While Mass is the most outspoken on the subject, many experts insist that if the Weather Service wants to meaningfully improve its predictions, it must employ a technique called ensemble forecasting. The basic premise is either to tweak the physics equations or to make repeated changes to a model’s variables: You might bump up the temperature slightly, for example, and then run the model again. After a half-dozen or so reruns, you get a set, or “ensemble,” of forecasts that can be compared with one another. When all the forecasts in an ensemble agree, it’s a reasonably sure bet that the predictions will pan out.

Nobody I’ve spoken to doubts the superiority of ensembles. Yet they haven’t been widely adopted in the United States at the resolution required to forecast localized, or “mesoscale,” events—specifically, thunderstorms, flash floods and tornadoes—because high-resolution ensembles require more computing power than the National Weather Service can currently provide. Higher-resolution ensembles translate to greater accuracy in the same way that HDTVs are clearer than analog sets. I met with a scientist at the National Center for Atmospheric Research in Boulder who showed me a prototype mesoscale ensemble for the United States. But at the moment, he can’t exploit its full potential because the supercomputing cluster at the Weather Service simply couldn’t handle the load.

Mass also contends that the Weather Service should be spending far more to exploit Tropospheric Airborne Meteorological Data Reporting, or Tamdar, developed in the late 1990s. Regional airlines, like SkyWest, have Tamdar sensors on their aircraft, capturing data for Panasonic Weather Solutions’ new global model, which often outperforms Weather Service predictions. In 2008, the Weather Service began buying this proprietary data, but budget constraints in 2013 put an end to that. The Federal Aviation Administration funded NOAA to study the value of Tamdar observations. The results were staggering: Without it, forecast accuracy plummeted up to 50 percent. Last year, the Weather Service found a budgetary workaround that let it purchase a small amount of limited, low-resolution Tamdar data, but it’s nowhere near enough to make a difference in the accuracy of its models.

One sunny spring morning last year, I sat in on an undergraduate course at the University of Washington called Weather Prediction and Advanced Synoptic Analysis. Mass, doe-eyed and gangly, with finger-thick eyebrows and a pronounced aquiline nose, arrived for the hourlong lecture perspiring heavily. “I just squeezed in a run,” he told the class, apologetically. On an overhead projector, he showed some past National Weather Service predictions; about one-third of them were wrong.

“Oh, and the fun doesn’t end there,” he declared. Next he displayed screen grabs from the agency’s webpages and mocked the archaic design.

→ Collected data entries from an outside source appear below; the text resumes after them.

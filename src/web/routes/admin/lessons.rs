use axum::{
    Json, Router,
    extract::{Path, State},
    http::StatusCode,
    response::IntoResponse,
    routing::get,
};
use uuid::Uuid;
use validator::Validate;

use crate::{
    model::{
        CrudRepository, ResourceTyped,
        entity::{Attachment, Lesson, Section},
    },
    web::{
        AppState, RequestContext, WebError, WebResult,
        dto::admin::{AttachmentBody, LessonBody},
        error::ErrorResponse,
    },
};

pub fn routes() -> Router<AppState> {
    Router::new()
        .route(
            "/sections/{id}/lessons",
            get(admin_lessons_list_handler).post(admin_lesson_create_handler),
        )
        .route(
            "/lessons/{id}",
            get(admin_lesson_get_handler)
                .put(admin_lesson_update_handler)
                .delete(admin_lesson_delete_handler),
        )
        .route(
            "/lessons/{id}/attachments",
            get(admin_attachments_list_handler).post(admin_attachment_create_handler),
        )
        .route(
            "/attachments/{id}",
            get(admin_attachment_get_handler)
                .put(admin_attachment_update_handler)
                .delete(admin_attachment_delete_handler),
        )
}

async fn find_lesson(state: &AppState, ctx: &RequestContext, id: Uuid) -> WebResult<Lesson> {
    Lesson::find_by_id(state.pool(), ctx.admin()?, id)
        .await
        .map_err(|e| WebError::resource_fetch_error(Lesson::get_resource_type(), e))?
        .ok_or_else(|| WebError::resource_not_found(Lesson::get_resource_type()))
}

async fn find_attachment(
    state: &AppState,
    ctx: &RequestContext,
    id: Uuid,
) -> WebResult<Attachment> {
    Attachment::find_by_id(state.pool(), ctx.admin()?, id)
        .await
        .map_err(|e| WebError::resource_fetch_error(Attachment::get_resource_type(), e))?
        .ok_or_else(|| WebError::resource_not_found(Attachment::get_resource_type()))
}

#[utoipa::path(
    get,
    path = "/api/v1/admin/sections/{id}/lessons",
    params(("id" = Uuid, Path, description = "Section ID")),
    responses(
        (status = 200, description = "Lessons of the section in order", body = Vec<Lesson>),
        (status = 404, description = "Section not found", body = ErrorResponse),
    ),
    tag = "admin",
    security(("cookie" = []))
)]
async fn admin_lessons_list_handler(
    ctx: RequestContext,
    State(state): State<AppState>,
    Path(id): Path<Uuid>,
) -> WebResult<impl IntoResponse> {
    let user = ctx.admin()?;
    let section = Section::find_by_id(state.pool(), user, id)
        .await
        .map_err(|e| WebError::resource_fetch_error(Section::get_resource_type(), e))?
        .ok_or_else(|| WebError::resource_not_found(Section::get_resource_type()))?;

    let lessons = Lesson::all_by_section(state.pool(), user, section.id())
        .await
        .map_err(|e| WebError::resource_fetch_error(Lesson::get_resource_type(), e))?;

    Ok((StatusCode::OK, Json(lessons)))
}

#[utoipa::path(
    post,
    path = "/api/v1/admin/sections/{id}/lessons",
    params(("id" = Uuid, Path, description = "Section ID")),
    request_body = LessonBody,
    responses(
        (status = 201, description = "Lesson created", body = Lesson),
        (status = 400, description = "Invalid lesson", body = ErrorResponse),
        (status = 404, description = "Section not found", body = ErrorResponse),
    ),
    tag = "admin",
    security(("cookie" = []))
)]
async fn admin_lesson_create_handler(
    ctx: RequestContext,
    State(state): State<AppState>,
    Path(id): Path<Uuid>,
    Json(payload): Json<LessonBody>,
) -> WebResult<impl IntoResponse> {
    let user = ctx.admin()?;
    payload.validate()?;

    let section = Section::find_by_id(state.pool(), user, id)
        .await
        .map_err(|e| WebError::resource_fetch_error(Section::get_resource_type(), e))?
        .ok_or_else(|| WebError::resource_not_found(Section::get_resource_type()))?;

    let created = Lesson::create(state.pool(), user, payload.into_create(section.id()))
        .await
        .map_err(|e| WebError::resource_fetch_error(Lesson::get_resource_type(), e))?;

    Ok((StatusCode::CREATED, Json(created)))
}

#[utoipa::path(
    get,
    path = "/api/v1/admin/lessons/{id}",
    params(("id" = Uuid, Path, description = "Lesson ID")),
    responses(
        (status = 200, description = "Lesson found", body = Lesson),
        (status = 404, description = "Lesson not found", body = ErrorResponse),
    ),
    tag = "admin",
    security(("cookie" = []))
)]
async fn admin_lesson_get_handler(
    ctx: RequestContext,
    State(state): State<AppState>,
    Path(id): Path<Uuid>,
) -> WebResult<impl IntoResponse> {
    let lesson = find_lesson(&state, &ctx, id).await?;
    Ok((StatusCode::OK, Json(lesson)))
}

#[utoipa::path(
    put,
    path = "/api/v1/admin/lessons/{id}",
    params(("id" = Uuid, Path, description = "Lesson ID")),
    request_body = LessonBody,
    responses(
        (status = 200, description = "Lesson updated", body = Lesson),
        (status = 400, description = "Invalid lesson", body = ErrorResponse),
        (status = 404, description = "Lesson not found", body = ErrorResponse),
    ),
    tag = "admin",
    security(("cookie" = []))
)]
async fn admin_lesson_update_handler(
    ctx: RequestContext,
    State(state): State<AppState>,
    Path(id): Path<Uuid>,
    Json(payload): Json<LessonBody>,
) -> WebResult<impl IntoResponse> {
    payload.validate()?;
    let lesson = find_lesson(&state, &ctx, id).await?;
    let data = payload.into_create(lesson.section_id());

    let updated = lesson
        .update(state.pool(), ctx.admin()?, data)
        .await
        .map_err(|e| WebError::resource_fetch_error(Lesson::get_resource_type(), e))?;

    Ok((StatusCode::OK, Json(updated)))
}

#[utoipa::path(
    delete,
    path = "/api/v1/admin/lessons/{id}",
    params(("id" = Uuid, Path, description = "Lesson ID")),
    responses(
        (status = 200, description = "Lesson deleted"),
        (status = 404, description = "Lesson not found", body = ErrorResponse),
    ),
    tag = "admin",
    security(("cookie" = []))
)]
async fn admin_lesson_delete_handler(
    ctx: RequestContext,
    State(state): State<AppState>,
    Path(id): Path<Uuid>,
) -> WebResult<impl IntoResponse> {
    let lesson = find_lesson(&state, &ctx, id).await?;

    lesson
        .delete(state.pool(), ctx.admin()?)
        .await
        .map_err(|e| WebError::resource_fetch_error(Lesson::get_resource_type(), e))?;

    Ok(StatusCode::OK)
}

#[utoipa::path(
    get,
    path = "/api/v1/admin/lessons/{id}/attachments",
    params(("id" = Uuid, Path, description = "Lesson ID")),
    responses(
        (status = 200, description = "Attachments of the lesson", body = Vec<Attachment>),
        (status = 404, description = "Lesson not found", body = ErrorResponse),
    ),
    tag = "admin",
    security(("cookie" = []))
)]
async fn admin_attachments_list_handler(
    ctx: RequestContext,
    State(state): State<AppState>,
    Path(id): Path<Uuid>,
) -> WebResult<impl IntoResponse> {
    let lesson = find_lesson(&state, &ctx, id).await?;

    let attachments = Attachment::all_by_lesson(state.pool(), ctx.admin()?, lesson.id())
        .await
        .map_err(|e| WebError::resource_fetch_error(Attachment::get_resource_type(), e))?;

    Ok((StatusCode::OK, Json(attachments)))
}

#[utoipa::path(
    post,
    path = "/api/v1/admin/lessons/{id}/attachments",
    params(("id" = Uuid, Path, description = "Lesson ID")),
    request_body = AttachmentBody,
    responses(
        (status = 201, description = "Attachment created", body = Attachment),
        (status = 400, description = "Invalid attachment", body = ErrorResponse),
        (status = 404, description = "Lesson not found", body = ErrorResponse),
    ),
    tag = "admin",
    security(("cookie" = []))
)]
async fn admin_attachment_create_handler(
    ctx: RequestContext,
    State(state): State<AppState>,
    Path(id): Path<Uuid>,
    Json(payload): Json<AttachmentBody>,
) -> WebResult<impl IntoResponse> {
    payload.validate()?;
    let lesson = find_lesson(&state, &ctx, id).await?;

    let created = Attachment::create(state.pool(), ctx.admin()?, payload.into_create(lesson.id()))
        .await
        .map_err(|e| WebError::resource_fetch_error(Attachment::get_resource_type(), e))?;

    Ok((StatusCode::CREATED, Json(created)))
}

#[utoipa::path(
    get,
    path = "/api/v1/admin/attachments/{id}",
    params(("id" = Uuid, Path, description = "Attachment ID")),
    responses(
        (status = 200, description = "Attachment found", body = Attachment),
        (status = 404, description = "Attachment not found", body = ErrorResponse),
    ),
    tag = "admin",
    security(("cookie" = []))
)]
async fn admin_attachment_get_handler(
    ctx: RequestContext,
    State(state): State<AppState>,
    Path(id): Path<Uuid>,
) -> WebResult<impl IntoResponse> {
    let attachment = find_attachment(&state, &ctx, id).await?;
    Ok((StatusCode::OK, Json(attachment)))
}

#[utoipa::path(
    put,
    path = "/api/v1/admin/attachments/{id}",
    params(("id" = Uuid, Path, description = "Attachment ID")),
    request_body = AttachmentBody,
    responses(
        (status = 200, description = "Attachment updated", body = Attachment),
        (status = 400, description = "Invalid attachment", body = ErrorResponse),
        (status = 404, description = "Attachment not found", body = ErrorResponse),
    ),
    tag = "admin",
    security(("cookie" = []))
)]
async fn admin_attachment_update_handler(
    ctx: RequestContext,
    State(state): State<AppState>,
    Path(id): Path<Uuid>,
    Json(payload): Json<AttachmentBody>,
) -> WebResult<impl IntoResponse> {
    payload.validate()?;
    let attachment = find_attachment(&state, &ctx, id).await?;
    let data = payload.into_create(attachment.lesson_id());

    let updated = attachment
        .update(state.pool(), ctx.admin()?, data)
        .await
        .map_err(|e| WebError::resource_fetch_error(Attachment::get_resource_type(), e))?;

    Ok((StatusCode::OK, Json(updated)))
}

#[utoipa::path(
    delete,
    path = "/api/v1/admin/attachments/{id}",
    params(("id" = Uuid, Path, description = "Attachment ID")),
    responses(
        (status = 200, description = "Attachment deleted"),
        (status = 404, description = "Attachment not found", body = ErrorResponse),
    ),
    tag = "admin",
    security(("cookie" = []))
)]
async fn admin_attachment_delete_handler(
    ctx: RequestContext,
    State(state): State<AppState>,
    Path(id): Path<Uuid>,
) -> WebResult<impl IntoResponse> {
    let attachment = find_attachment(&state, &ctx, id).await?;

    attachment
        .delete(state.pool(), ctx.admin()?)
        .await
        .map_err(|e| WebError::resource_fetch_error(Attachment::get_resource_type(), e))?;

    Ok(StatusCode::OK)
}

They received more online ridicule from him earlier this month, after the National Hurricane Center’s website crashed just as Hurricane Matthew approached the Florida coast.

After class, I joined Mass in his narrow sixth-floor office. (I took a couple of courses from him when I was a Washington student in the 1980s.) As we talked, he pulled up a digital photo on his computer that he’d scanned from 1974, taken on Mass’s graduation day at Cornell, where he earned a bachelor’s degree in physics. Mass, then 22, stood smiling shoulder to shoulder with Carl Sagan. “There is a little Carl Sagan in me—billions and billions,” Mass said, mimicking the renowned astronomer.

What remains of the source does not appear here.